The Iranian government is not particularly happy about its DM 6.15 trade deficit with West Germany last year. A government commission is examining Iranian contracts with West German companies, and Tehran has warned the West Germans that they might lose some of their business if they do not buy more Iranian goods. The contracts West Germany has now, Storz believes, might then go to Japan, which is buying much of Iran’s oil.
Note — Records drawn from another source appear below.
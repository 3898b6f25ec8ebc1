//! Error types for the deployment pipeline

use super::stage::{Stage, TargetStage};
use std::path::PathBuf;
use thiserror::Error;

/// Errors that end a pipeline run.
///
/// Every variant carries enough context to print diagnostics for the
/// operator; see [`PipelineError::diagnostics`].
#[derive(Error, Debug, Clone, PartialEq, Eq)]
pub enum PipelineError {
    /// A required tool is missing or unusable
    #[error("Prerequisite check failed: {}", missing.join(", "))]
    Prerequisite {
        /// Tools that could not be found or reported an error.
        missing: Vec<String>,
        /// Captured error entries from the failed checks.
        details: Vec<String>,
    },

    /// An external tool exited with a non-zero status
    #[error("Command `{command}` failed")]
    CommandFailed {
        /// The command line that was run.
        command: String,
        /// Error entries recorded by the executor.
        errors: Vec<String>,
    },

    /// A command or health probe exceeded its bound
    #[error("`{operation}` timed out")]
    Timeout {
        /// The command line or probe target.
        operation: String,
        /// Error entries recorded by the executor or poller.
        errors: Vec<String>,
    },

    /// The service never reported a healthy status
    #[error("Health check for '{container}' failed: {reason}")]
    HealthCheck {
        /// Container that was polled.
        container: String,
        /// Why the poll ended.
        reason: String,
        /// Recent container output collected after the failure.
        logs: Vec<String>,
    },

    /// A file or directory the stage depends on is absent
    #[error("{what} not found: {}", path.display())]
    MissingPath {
        /// Human readable description of the path.
        what: String,
        /// The path that was checked.
        path: PathBuf,
    },

    /// IO error occurred
    #[error("IO error: {0}")]
    Io(String),
}

impl From<std::io::Error> for PipelineError {
    fn from(err: std::io::Error) -> Self {
        Self::Io(err.to_string())
    }
}

impl PipelineError {
    /// Returns the diagnostic lines the operator should see for this failure.
    #[must_use]
    pub fn diagnostics(&self) -> Vec<String> {
        let mut lines = vec![self.to_string()];
        match self {
            Self::Prerequisite { details, .. } => lines.extend(details.iter().cloned()),
            Self::CommandFailed { errors, .. } | Self::Timeout { errors, .. } => {
                lines.extend(errors.iter().cloned());
            }
            Self::HealthCheck { logs, .. } => lines.extend(logs.iter().cloned()),
            Self::MissingPath { .. } | Self::Io(_) => {}
        }
        lines
    }

    /// Returns true if this failure was caused by an expired bound
    #[must_use]
    pub fn is_timeout(&self) -> bool {
        matches!(self, Self::Timeout { .. })
    }
}

/// A failure pinned to the stage that produced it
#[derive(Error, Debug, Clone, PartialEq, Eq)]
#[error("Stage '{stage}' failed: {error}")]
pub struct StageFailure {
    /// Stage that failed.
    pub stage: Stage,
    /// Underlying error.
    pub error: PipelineError,
}

/// Errors resolving a service name
#[derive(Error, Debug, Clone, PartialEq, Eq)]
pub enum ServiceError {
    /// The name does not match any known service
    #[error("Unknown service '{name}' (known: {known})")]
    Unknown {
        /// Requested name.
        name: String,
        /// Comma separated list of known services.
        known: String,
    },
}

/// Errors parsing a requested target stage
#[derive(Error, Debug, Clone, PartialEq, Eq)]
#[error("Unknown stage '{0}' (known: {})", TargetStage::ALL.map(TargetStage::as_str).join(", "))]
pub struct UnknownStage(pub String);

/// Validation errors for run settings
#[derive(Error, Debug, Clone, PartialEq, Eq)]
pub enum ValidationError {
    /// Invalid timeout value
    #[error("Invalid timeout '{field}': must be positive, got {value}")]
    InvalidTimeout {
        /// Setting that holds the timeout.
        field: &'static str,
        /// The invalid timeout value in seconds.
        value: u64,
    },

    /// Invalid attempt budget
    #[error("Invalid attempt count: must be positive, got {value}")]
    InvalidAttempts {
        /// The invalid attempt count.
        value: u32,
    },

    /// Log level filter could not be parsed
    #[error("Invalid log level: '{0}'")]
    InvalidLogLevel(String),
}
//! Core types for pipeline runs
//!
//! This module contains the run state machine and the report produced at
//! the end of a run.

#![allow(clippy::must_use_candidate)]

use super::errors::StageFailure;
use super::service::Service;
use super::stage::{Stage, TargetStage};
use serde::{Deserialize, Serialize};
use std::fmt;
use std::time::Duration;

/// Outcome of a single stage
#[derive(Debug, Clone, Copy, PartialEq, Eq, Serialize, Deserialize)]
#[serde(rename_all = "lowercase")]
pub enum StageResult {
    /// Stage completed successfully
    Success,
    /// Stage failed
    Failure,
}

impl StageResult {
    /// Returns true if result is successful
    #[must_use]
    pub fn is_success(&self) -> bool {
        matches!(self, Self::Success)
    }

    /// Returns true if result is a failure
    #[must_use]
    pub fn is_failure(&self) -> bool {
        matches!(self, Self::Failure)
    }
}

impl fmt::Display for StageResult {
    fn fmt(&self, f: &mut fmt::Formatter<'_>) -> fmt::Result {
        match self {
            Self::Success => write!(f, "SUCCESS"),
            Self::Failure => write!(f, "FAILURE"),
        }
    }
}

/// State of a pipeline run
///
/// `NotStarted -> Running(stage) -> Completed | Failed(failure)`
#[derive(Debug, Clone, PartialEq, Eq)]
pub enum PipelineState {
    /// No stage has run yet
    NotStarted,
    /// The given stage is executing
    Running(Stage),
    /// Every planned stage succeeded
    Completed,
    /// A stage failed; no further stages ran
    Failed(StageFailure),
}

impl PipelineState {
    /// Returns true once the run has ended, successfully or not
    pub fn is_terminal(&self) -> bool {
        matches!(self, Self::Completed | Self::Failed(_))
    }

    /// Returns true if every planned stage succeeded
    pub fn is_completed(&self) -> bool {
        matches!(self, Self::Completed)
    }
}

/// Timing and outcome of one executed stage
#[derive(Debug, Clone, PartialEq, Eq, Serialize)]
pub struct StageRecord {
    /// Stage that ran
    pub stage: Stage,
    /// How it ended
    pub result: StageResult,
    /// Wall-clock duration
    #[serde(rename = "duration_ms", serialize_with = "serialize_millis")]
    pub duration: Duration,
}

/// Summary of a finished run
#[derive(Debug, Clone, PartialEq, Eq, Serialize)]
pub struct PipelineReport {
    /// Unique id of this invocation
    pub run_id: String,
    /// Service that was shipped
    pub service: Service,
    /// Requested target
    pub target: TargetStage,
    /// True if every planned stage succeeded
    pub success: bool,
    /// True if the run stopped at an intermediate checkpoint
    pub checkpoint: bool,
    /// Stages in execution order
    pub stages: Vec<StageRecord>,
    /// Stage that failed, if any
    #[serde(skip_serializing_if = "Option::is_none")]
    pub failed_stage: Option<Stage>,
    /// Diagnostics of the failing stage
    #[serde(skip_serializing_if = "Vec::is_empty")]
    pub diagnostics: Vec<String>,
    /// Total wall-clock duration
    #[serde(rename = "total_duration_ms", serialize_with = "serialize_millis")]
    pub total_duration: Duration,
}

impl PipelineReport {
    /// Stages that ran, in order
    pub fn executed(&self) -> Vec<Stage> {
        self.stages.iter().map(|record| record.stage).collect()
    }
}

#[allow(clippy::trivially_copy_pass_by_ref)]
fn serialize_millis<S: serde::Serializer>(value: &Duration, serializer: S) -> Result<S::Ok, S::Error> {
    serializer.serialize_u64(u64::try_from(value.as_millis()).unwrap_or(u64::MAX))
}

/// Trait for types that can be validated
#[allow(clippy::missing_errors_doc)]
pub trait Validate {
    /// Type of validation error
    type Error;

    /// Validates this type
    fn validate(&self) -> std::result::Result<(), Self::Error>;
}
//! Configuration management

use crate::health::PollConfig;
use crate::pipeline::{TimeoutPolicy, Validate, ValidationError};
use serde::{Deserialize, Serialize};
use std::path::{Path, PathBuf};
use thiserror::Error;

/// Name of the configuration file looked up in the project root
pub const CONFIG_FILE_NAME: &str = "shipline.yaml";

/// Errors loading the configuration
#[derive(Error, Debug)]
pub enum ConfigError {
    /// The file could not be read
    #[error("Failed to read config {}: {source}", path.display())]
    Read {
        /// Config file path.
        path: PathBuf,
        /// Underlying IO error.
        source: std::io::Error,
    },

    /// The file is not valid YAML for [`Config`]
    #[error("Failed to parse config {}: {source}", path.display())]
    Parse {
        /// Config file path.
        path: PathBuf,
        /// Underlying parse error.
        source: serde_yaml::Error,
    },

    /// A setting is out of range
    #[error("Invalid config: {0}")]
    Invalid(#[from] ValidationError),
}

/// Application configuration
#[derive(Debug, Clone, PartialEq, Eq, Serialize, Deserialize)]
#[serde(default)]
pub struct Config {
    /// Log level
    pub log_level: String,
    /// Directory all service paths are relative to
    pub project_root: PathBuf,
    /// Command timeouts
    pub timeouts: TimeoutPolicy,
    /// Post-deploy health polling
    pub health: PollConfig,
    /// Container log lines dumped after a failed health check
    pub log_tail_lines: u32,
}

impl Default for Config {
    fn default() -> Self {
        Self {
            log_level: "info".to_string(),
            project_root: PathBuf::from("."),
            timeouts: TimeoutPolicy::default(),
            health: PollConfig::default(),
            log_tail_lines: 50,
        }
    }
}

impl Config {
    /// Loads and validates a YAML configuration file
    ///
    /// # Errors
    ///
    /// Returns [`ConfigError`] if the file cannot be read, parsed or validated.
    pub fn load(path: &Path) -> Result<Self, ConfigError> {
        let content = std::fs::read_to_string(path).map_err(|source| ConfigError::Read {
            path: path.to_path_buf(),
            source,
        })?;
        let config: Self = serde_yaml::from_str(&content).map_err(|source| ConfigError::Parse {
            path: path.to_path_buf(),
            source,
        })?;
        config.validate()?;
        Ok(config)
    }

    /// Resolves the configuration for a run.
    ///
    /// An explicit path must exist. Otherwise [`CONFIG_FILE_NAME`] in
    /// `project_root` is used when present, and defaults when not.
    ///
    /// # Errors
    ///
    /// Returns [`ConfigError`] if the chosen file cannot be loaded.
    pub fn resolve(explicit: Option<&Path>, project_root: &Path) -> Result<Self, ConfigError> {
        if let Some(path) = explicit {
            return Self::load(path);
        }

        let discovered = project_root.join(CONFIG_FILE_NAME);
        if discovered.is_file() {
            tracing::debug!(path = %discovered.display(), "Using discovered config file");
            let mut config = Self::load(&discovered)?;
            if config.project_root.is_relative() {
                config.project_root = project_root.join(&config.project_root);
            }
            return Ok(config);
        }

        Ok(Self {
            project_root: project_root.to_path_buf(),
            ..Self::default()
        })
    }
}

impl Validate for Config {
    type Error = ValidationError;

    fn validate(&self) -> Result<(), Self::Error> {
        self.timeouts.validate()?;

        if self.health.max_attempts == 0 {
            return Err(ValidationError::InvalidAttempts {
                value: self.health.max_attempts,
            });
        }
        if self.health.timeout.is_zero() {
            return Err(ValidationError::InvalidTimeout {
                field: "health.timeout_secs",
                value: 0,
            });
        }
        if tracing_subscriber::EnvFilter::try_new(&self.log_level).is_err() {
            return Err(ValidationError::InvalidLogLevel(self.log_level.clone()));
        }
        Ok(())
    }
}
Closer West German ties to Iran have not prevented the German government from aiding Iraq’s war effort. This year, some 25 Iraqi air force personnel are receiving military and technical training in West Germany. The training is sponsored jointly by the West German government, the arms corporation Dornier and the Carl-Duisberg Center in Saarbrücken, West Germany. The Center, administered by leading West German corporate officials, is a training facility for West German specialists in Third World development and for Third World nationals preparing to take over management positions in Western-owned industrial projects in their home countries.
After attending a preparatory course at the Carl-Duisberg Center, the Iraqis will go on to practical training at Dornier; once their Dornier apprenticeship is completed, they move on to study at the West German equivalent of the US Army War College, the Bundeswehrhochschule.
The Dornier corporation has long-standing ties with the Iraqi government. Only months after Iraq’s invasion of Iran, France supplied to the Iraqi air force 30 Alpha Jets jointly produced by Dornier and the French company Dessault-Breguet.
Iraq is also doing business with a Brazilian subsidiary of the West German steel and arms corporation Krupp. The subsidiary is selling armored personnel carriers to Iraq even though Iran has been a major shareholder of Krupp since the Shah’s time. This is reminiscent of Krupp’s World War I experience, when the German-owned corporation profited from the war by simultaneously equipping the German military and supplying ammunition to Germany’s enemy, England.